Math 8307 - Algebraic Topology - Spring 2016

Lectures: MWF 11.15 - 12.05am in Vincent Hall 20.

Office Hours: TBA If you have questions, I encourage you to come to my office hours. This would be the best time to talk to me and address questions you have about the course material, homework assignments, grading, exams, etc. My office is in room 355 of the Vincent Hall.

Prerequisites: Math 8306 or instructor's consent.

Textbook: Algebraic Topology, by Allen Hatcher. The textbook is available at the University bookstore, and also on reserve in the Mathematics Library. Our textbook is also available free online, at http://www.math.cornell.edu/~hatcher/AT/ATpage.html

Course Outline: This is a second course in algebraic topology, a continuation of MATH 8306. The spring semester we plan to cover the remaining sections of Chapters 3 and Chapter 4 of the textbook. If time permits, I'll also discuss a few chapters (vector bundles, Stiefel-Whitney classes, Grassmann manifolds, etc) of the textbook "Characteristic Classes" by J. Milnor and J. Stasheff.

Web page: http://www.math.umn.edu/~akhmedov/MATH8307.html.

Grading: The course grade will be based on homework assignments, in-class presentation and a comprehensive take-home final, with the following weights:

50% Homework

20% In-Class Presentation

30% Take Home Final

Exams: There will be a comprehensive take-home final examination which will worth 30 points (30% of the final course grade). TAKE HOME FINAL
DUE: by 3.20pm Thursday, May 12

In-Class Presentation: Each student will be asked to give a presentation about a project related to the course. See below for a list of possible projects. I also encourage you to talk to me about your interests to find other possible projects.

Possible topics:

Cohomology of SO(n) (Hatcher, Section 3.D)

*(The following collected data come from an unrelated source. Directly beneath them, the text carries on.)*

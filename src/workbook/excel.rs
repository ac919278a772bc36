//! Microsoft Office Excel package helpers
use crate::error::SheetError;
use crate::helpers::package::PackageParts;
use crate::helpers::xml::ElementAttributes;
use crate::match_xml_events;
use crate::workbook::cell::CellType;
use crate::workbook::DecodeError;
use quick_xml::events::Event;
use std::collections::HashMap;
use std::io::Read;
use std::io::Seek;
use zip::ZipArchive;

/// XML tag name for relationship elements in Excel files
const TAG_RELATIONSHIP: &[u8] = b"Relationship";

/// Loads worksheet relationships from an Excel package
///
/// # Arguments
/// * `zip` - Zip archive handle
/// * `name` - Workbook name used in error messages
/// * `path` - Path to the relationships XML file within the archive
///
/// # Returns
/// Mapping of relationship IDs to worksheet paths
pub(super) fn load_relationships<RS: Read + Seek>(
    zip: &mut ZipArchive<RS>,
    name: &str,
    path: &str,
) -> Result<HashMap<String, String>, SheetError> {
    let mut reader = zip.open_xml_part(path)?
        .ok_or_else(|| DecodeError::MissingPart {
            name: name.to_owned(),
            part: path.to_owned(),
        })?;
    let mut relationships: HashMap<String, String> = HashMap::new();
    match_xml_events!(reader => {
        Event::Start(event) if event.local_name().as_ref() == TAG_RELATIONSHIP => {
            let id = event.attr("Id")?;
            let kind = event.attr("Type")?;
            let target = event.attr("Target")?;
            // Only process worksheet relationships
            if kind.map(|it| it.ends_with("/worksheet")).unwrap_or(true) {
                if let Some((id, target)) = id.zip(target) {
                    relationships.insert(id.to_string(), to_zip_path(&target));
                }
            }
        }
    });
    Ok(relationships)
}

/// Maps format indexes to cell types using custom and built-in formats
///
/// # Arguments
/// * `format_indexes` - List of format identifiers
/// * `custom_formats` - Custom format mappings defined in the workbook
/// * `is_1904` - Whether the workbook uses the 1904 date system
///
/// # Returns
/// Vector of cell types corresponding to each format index
pub(super) fn load_number_formats(format_indexes: Vec<String>, custom_formats: HashMap<String, CellType>, is_1904: bool) -> Vec<CellType> {
    format_indexes
        .iter()
        .map(|id| {
            custom_formats
                .get(id)
                .copied()
                .or_else(|| CellType::parse_builtin_number_format_id(id, is_1904))
                .unwrap_or(CellType::Number)
        })
        .collect()
}

/// Normalizes a relationship target to a path inside the package
///
/// # Arguments
/// * `path` - Original path from relationship or reference
///
/// # Returns
/// Normalized path suitable for accessing files within the zip archive
pub(crate) fn to_zip_path(path: &str) -> String {
    if let Some(stripped) = path.strip_prefix("/xl/") {
        format!("xl/{stripped}")
    } else if path.starts_with("xl/") {
        path.to_string()
    } else {
        format!("xl/{path}")
    }
}

#[cfg(test)]
mod tests {
    use super::*;

    #[test]
    fn zip_paths() {
        assert_eq!(to_zip_path("worksheets/sheet1.xml"), "xl/worksheets/sheet1.xml");
        assert_eq!(to_zip_path("/xl/worksheets/sheet1.xml"), "xl/worksheets/sheet1.xml");
        assert_eq!(to_zip_path("xl/worksheets/sheet1.xml"), "xl/worksheets/sheet1.xml");
    }

    #[test]
    fn number_formats_prefer_custom() {
        let mut custom = HashMap::new();
        custom.insert("164".to_owned(), CellType::NumberDate1900);
        let formats = load_number_formats(
            vec!["0".to_owned(), "164".to_owned(), "14".to_owned(), "22".to_owned()],
            custom,
            false,
        );
        assert_eq!(
            formats,
            vec![CellType::Number, CellType::NumberDate1900, CellType::NumberDate1900, CellType::NumberDateTime1900]
        );
    }
}
/// The transforms a request can ask for.
#[derive(Copy, Clone, Debug, PartialEq, Eq)]
pub enum Action {
    /// `fun1`: one workbook per sheet
    ExplodeBySheet,
    /// `fun2`: one workbook per value of the key column
    PartitionToFiles,
    /// `fun3`: one sheet per value of the key column
    PartitionToSheets,
    /// `fun4`: one sheet per uploaded workbook
    MergeToSheets,
    /// `fun5`: rows of every uploaded workbook in one sheet
    MergeToRows,
}

impl Action {
    /// Parses an action token, accepting only the actions of `endpoint`.
    pub fn parse(token: &str, endpoint: Endpoint) -> Result<Action, RequestError> {
        let action = match token {
            "fun1" => Action::ExplodeBySheet,
            "fun2" => Action::PartitionToFiles,
            "fun3" => Action::PartitionToSheets,
            "fun4" => Action::MergeToSheets,
            "fun5" => Action::MergeToRows,
            _ => Err(RequestError::UnsupportedAction {
                action: token.to_owned(),
            })?,
        };
        if action.endpoint() != endpoint {
            Err(RequestError::UnsupportedAction {
                action: token.to_owned(),
            })?
        }
        Ok(action)
    }

    pub const fn token(&self) -> &'static str {
        match self {
            Action::ExplodeBySheet => "fun1",
            Action::PartitionToFiles => "fun2",
            Action::PartitionToSheets => "fun3",
            Action::MergeToSheets => "fun4",
            Action::MergeToRows => "fun5",
        }
    }

    pub const fn endpoint(&self) -> Endpoint {
        match self {
            Action::ExplodeBySheet | Action::PartitionToFiles | Action::PartitionToSheets => Endpoint::Upload,
            Action::MergeToSheets | Action::MergeToRows => Endpoint::Upload2,
        }
    }

    /// Human readable title of the action.
    pub const fn description(&self) -> &'static str {
        match self {
            Action::ExplodeBySheet => "Split a workbook into one workbook per sheet",
            Action::PartitionToFiles => "Split rows by the 'type' column into separate workbooks",
            Action::PartitionToSheets => "Split rows by the 'type' column into separate sheets",
            Action::MergeToSheets => "Merge workbooks into one workbook, one sheet each",
            Action::MergeToRows => "Merge workbooks into a single sheet",
        }
    }
}

impl Display for Action {
    fn fmt(&self, f: &mut std::fmt::Formatter<'_>) -> std::fmt::Result {
        write!(f, "{}", self.token())
    }
}

/// An uploaded file as received from the client.
#[derive(Clone, Debug)]
pub struct Upload {
    /// Client supplied file name, possibly with a path
    pub file_name: String,
    pub bytes: Vec<u8>,
}

impl Upload {
    pub fn new(file_name: impl Into<String>, bytes: Vec<u8>) -> Self {
        Self {
            file_name: file_name.into(),
            bytes,
        }
    }
}

/// One request: the endpoint it arrived on, the action token and the files.
#[derive(Clone, Debug)]
pub struct UploadRequest {
    pub endpoint: Endpoint,
    pub action: Option<String>,
    pub files: Vec<Upload>,
}

/// Lifecycle of a request.
#[derive(Copy, Clone, Debug, PartialEq, Eq)]
pub enum RequestState {
    Received,
    WorkspaceReady,
    Decoded,
    Transformed,
    Packaged,
    Delivered,
    Failed,
}

impl Display for RequestState {
    fn fmt(&self, f: &mut std::fmt::Formatter<'_>) -> std::fmt::Result {
        let name = match self {
            RequestState::Received => "received",
            RequestState::WorkspaceReady => "workspace_ready",
            RequestState::Decoded => "decoded",
            RequestState::Transformed => "transformed",
            RequestState::Packaged => "packaged",
            RequestState::Delivered => "delivered",
            RequestState::Failed => "failed",
        };
        write!(f, "{name}")
    }
}

/// Tracks and logs the state of one request.
struct Progress {
    token: String,
    state: RequestState,
}

impl Progress {
    fn advance(&mut self, next: RequestState) {
        debug!(token = %self.token, from = %self.state, to = %next, "request state");
        self.state = next;
    }
}

/// The finished archive of one request.
#[derive(Debug)]
pub struct Delivery {
    pub token: String,
    /// Attachment name, `{token}.zip`
    pub file_name: String,
    pub path: PathBuf,
}

impl Delivery {
    /// Reads the archive and deletes it, so a delivery can be downloaded once.
    pub fn retrieve(self) -> Result<Vec<u8>, SheetError> {
        let bytes = fs::read(&self.path)?;
        fs::remove_file(&self.path)?;
        info!(token = %self.token, size = bytes.len(), "delivery retrieved");
        Ok(bytes)
    }
}

/// A decoded upload.
struct DecodedUpload {
    /// Base name up to the first `.`
    label: String,
    sheets: Vec<NamedDataset>,
}

impl DecodedUpload {
    /// First sheet of the workbook, the one read when no sheet is named.
    fn first_sheet(self) -> TabularDataset {
        self.sheets.into_iter().next().map(|sheet| sheet.dataset).unwrap_or_default()
    }
}

/// What a transform produced, before encoding.
enum Output {
    /// One single-sheet workbook per dataset, named `{name}.xlsx`
    Files(Vec<NamedDataset>),
    /// One workbook with a sheet per dataset
    Sheets { file_name: String, sheets: Vec<NamedDataset> },
    /// One workbook with a single sheet
    Sheet { file_name: String, dataset: TabularDataset },
}

/// Runs upload requests through decode, transform and packaging.
///
/// Holds only immutable state; share it between threads freely.
pub struct RequestCoordinator {
    codec: Box<dyn WorkbookCodec>,
    config: Config,
}

impl RequestCoordinator {
    pub fn new(codec: Box<dyn WorkbookCodec>, config: Config) -> Self {
        Self { codec, config }
    }

    pub fn config(&self) -> &Config {
        &self.config
    }

    /// Handles one request and returns its delivery.
    ///
    /// # Errors
    ///
    /// Any failure aborts this request only. The workspace is released
    /// either way; a teardown failure is logged and never replaces the
    /// original error.
    pub fn handle(&self, request: UploadRequest) -> Result<Delivery, SheetError> {
        let (action, uploads) = self.validate(request)?;

        let workspace = Workspace::acquire(&self.config.work_dir)?;
        let mut progress = Progress {
            token: workspace.token().to_owned(),
            state: RequestState::Received,
        };
        info!(token = %progress.token, %action, files = uploads.len(), "{}", action.description());
        progress.advance(RequestState::WorkspaceReady);

        let result = self.process(&workspace, &mut progress, action, &uploads);
        let token = workspace.token().to_owned();
        let teardown = workspace.release();

        match result {
            Ok(delivery) => {
                if let Err(teardown) = teardown {
                    warn!(%token, error = %teardown, "workspace teardown failed");
                }
                progress.advance(RequestState::Delivered);
                info!(%token, path = %delivery.path.display(), "request delivered");
                Ok(delivery)
            }
            Err(failure) => {
                progress.advance(RequestState::Failed);
                error!(%token, kind = %failure.kind(), error = %failure, "request failed");
                if let Err(teardown) = teardown {
                    warn!(%token, error = %teardown, "workspace teardown failed");
                }
                Err(failure)
            }
        }
    }

    /// Checks the request without touching storage.
    fn validate(&self, request: UploadRequest) -> Result<(Action, Vec<Upload>), SheetError> {
        let UploadRequest { endpoint, action, files } = request;
        if files.is_empty() {
            Err(RequestError::NoFiles)?
        }
        let token = action.filter(|token| !token.trim().is_empty()).ok_or(RequestError::MissingAction)?;
        let action = Action::parse(token.trim(), endpoint)?;

        let limit = endpoint.file_limit(&self.config);
        if files.len() > limit {
            Err(RequestError::TooManyFiles { count: files.len(), limit })?
        }

        let mut uploads = Vec::with_capacity(files.len());
        for upload in files {
            let name = base_name(&upload.file_name).to_owned();
            if upload.bytes.len() > self.config.max_upload_bytes {
                Err(RequestError::UploadTooLarge {
                    name: name.clone(),
                    size: upload.bytes.len(),
                    limit: self.config.max_upload_bytes,
                })?
            }
            if endpoint == Endpoint::Upload2 && !is_workbook_name(&name) {
                debug!(file = %name, "skipping file that is not a workbook");
                continue;
            }
            uploads.push(Upload::new(name, upload.bytes));
        }
        if uploads.is_empty() {
            Err(RequestError::NoWorkbookFiles)?
        }
        Ok((action, uploads))
    }

    fn process(
        &self,
        workspace: &Workspace,
        progress: &mut Progress,
        action: Action,
        uploads: &[Upload],
    ) -> Result<Delivery, SheetError> {
        let mut decoded = Vec::with_capacity(uploads.len());
        for (index, upload) in uploads.iter().enumerate() {
            let stored = format!("upload-{}.xlsx", index + 1);
            let path = workspace.write(&stored, &upload.bytes)?;
            debug!(token = %progress.token, file = %upload.file_name, %stored, "upload stored");
            decoded.push(DecodedUpload {
                label: upload_label(&upload.file_name).to_owned(),
                sheets: self.codec.decode_file(&path)?,
            });
        }
        progress.advance(RequestState::Decoded);

        let output = transform_uploads(workspace.token(), action, decoded)?;
        progress.advance(RequestState::Transformed);

        let entries = self.encode(output)?;
        let archive = ArchiveBuilder::build(&entries)?;
        let delivery = self.deliver(workspace.token(), &archive)?;
        progress.advance(RequestState::Packaged);
        Ok(delivery)
    }

    /// Encodes transform output into archive entries.
    fn encode(&self, output: Output) -> Result<Vec<(String, Vec<u8>)>, SheetError> {
        match output {
            Output::Files(datasets) => datasets
                .into_iter()
                .map(|named| -> Result<(String, Vec<u8>), SheetError> {
                    let bytes = self.codec.encode_single(&named.dataset)?;
                    Ok((format!("{}.xlsx", sanitize_file_stem(&named.name)), bytes))
                })
                .collect(),
            Output::Sheets { file_name, sheets } => Ok(vec![(file_name, self.codec.encode_multi(&sheets)?)]),
            Output::Sheet { file_name, dataset } => Ok(vec![(file_name, self.codec.encode_single(&dataset)?)]),
        }
    }

    /// Writes the archive to `{output_dir}/{token}.zip` through a temporary
    /// file in the same directory, so the final name only ever holds a
    /// complete archive.
    fn deliver(&self, token: &str, archive: &[u8]) -> Result<Delivery, SheetError> {
        let file_name = format!("{token}.zip");
        let path = self.config.output_dir.join(&file_name);
        write_atomically(&self.config.output_dir, &path, archive)?;
        Ok(Delivery {
            token: token.to_owned(),
            file_name,
            path,
        })
    }
}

Cech Cohomology (R. Bott and L. Tu, R. Hartshorne "Algebraic Geometry") [will be presented by Xue Jie, 04/29]

K(G,1) Spaces and Graphs of Groups (Hatcher, Section 1.B)

Simplicial Approximation (Hatcher, Section 2.C)

H-Spaces and Hopf Algebras (Hatcher, Section 3.C)

Cohomology of Sheaves (R. Hartshorne "Algebraic Geometry")

Smooth Structures on Spheres (J. Milnor, "Differentiable structures on spheres", American Journal of Mathematics, 81 (4): 962 - 972)

Vector Fields and the Euler Characteristic (J. Milnor, Topology from the Differentiable Viewpoint, Section 6)

Morse Theory (Y. Matsumoto, "An Introduction to Morse Theory", J. Milnor "Morse Theory") [will be presented by Michelle Pinharry, 04/27] .

Postnikov Towers (Hatcher, Section 4.3)

Bott Periodicity (Hatcher, Vector Bundles and K-Theory, Section 2.2)

Chern Classes (J. Milnor and J. Stasheff, Section 14) [will be presented by Sumeyra Sakalli, 05/04]

Cobordism Ring (J. Milnor and J. Stasheff, Section 17; R. Stong, Notes on cobordism theory) [will be presented by Nadia Ott, 04/25]

Oriented Bundles and the Euler Class (J. Milnor and J. Stasheff, Section 9)

Lefschetz Fibrations

The homotopy construction of cohomology [will be presented by Aran Komatsuzaki, 05/06]

Topological Complexities of Surfaces [will be presented by Shelley Kandola, 05/02]

In-class presentations will be 40 minutes in length, with an additional 10 minutes for questions. These presentations will occur in the last weeks of the semester. Please let me know the topic for your talk by March 20 .

Homework: There will be 5 homeworks in this course, each worth 10 points. Homework will be a fundamental part of this course, and will be worth 50 points (50% of the course grade). The first homework assignment will be due on 02/05.

Assignment	Problems
Homework 1 due 02/05	Chapter 3 Section 3.3: Problems 3, 5, 6, 7, 8, 11, 20, 24, 25, 32
Homework 2 due 02/24	Chapter 4 Section 4.1: Problems 3, 6, 7, 8, 10, 11, 12, 14, 15, 17, 23
Homework 3 due 03/11	Chapter 4 Section 4.2: Problems 2, 6, 8, 9, 14, 15, 19
Homework 4 due 04/08	Chapter 4 Section 4.2: Problems 31, 32, 33, 34, 35, 36, 37 Section 4B (see Additional sections): Problems 1, 2
Homework 5 due 04/29	Section 1.1 Problems 1, 2, Sections 1.2 Problem 1(from "Vector Bundles & K-Theory" by A. Hatcher)